Greaves trained as a nurse at The London Hospital under Matron Eva Luckes between 1902 and 1906.

Following completion of her training, she trained as a midwife at The London, and worked as a staff nurse, midwifery sister and nurse's home sister. Greaves applied for the matronship of Birmingham Infirmary, but Lückes 'had already recommended a candidate who had far more experience in general management than Edith Greaves'.

In 1912, Greaves was appointed as matron of the City of London Maternity Hospital. She held the post for at least 32 years. The hospital was hit during air raids during World War Two, and Greaves helped supervise its relocation to Brocket Hall in Hertfordshire.

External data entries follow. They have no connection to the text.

//! Work-day arithmetic: clock times, durations and the logout calculator.

pub mod calculator;
pub mod duration;
pub mod time_of_day;

use crate::error::{CalcError, Field};

/// Split `HH:MM` text into its two numeric components.
///
/// Both segments must be non-empty runs of ASCII digits; signs, spaces inside
/// the value and extra segments are rejected.
pub(crate) fn split_hh_mm(field: Field, text: &str) -> Result<(u32, u32), CalcError> {
    let malformed = |reason: &str| CalcError::MalformedInput {
        field,
        value: text.to_string(),
        reason: reason.to_string(),
    };

    let trimmed = text.trim();
    let (hours, minutes) = trimmed
        .split_once(':')
        .ok_or_else(|| malformed("expected HH:MM"))?;

    let parse_segment = |segment: &str, name: &str| -> Result<u32, CalcError> {
        if segment.is_empty() || !segment.bytes().all(|b| b.is_ascii_digit()) {
            return Err(malformed(&format!("{} is not a number", name)));
        }
        segment
            .parse::<u32>()
            .map_err(|_| malformed(&format!("{} is out of range", name)))
    };

    Ok((parse_segment(hours, "hour")?, parse_segment(minutes, "minute")?))
}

She was a member of the Council for the College of Midwives, and the Central Midwives Board.

== Honours ==
Greaves was appointed an MBE in June 1933.

Greaves was appointed an OBE in 1944 for her services to midwifery.

== Retirement and death ==
Greaves retired after 1946, and moved to Kent. She was on Margate Hospital Management Committee for nine years.

A local maternity department at Margate Hospital (now the Queen Elizabeth The Queen Mother Hospital) was named the Edith Greaves Maternity Unit in 1965, in recognition of her 'lifelong association with midwifery'.

Greaves died on 2 October 1967.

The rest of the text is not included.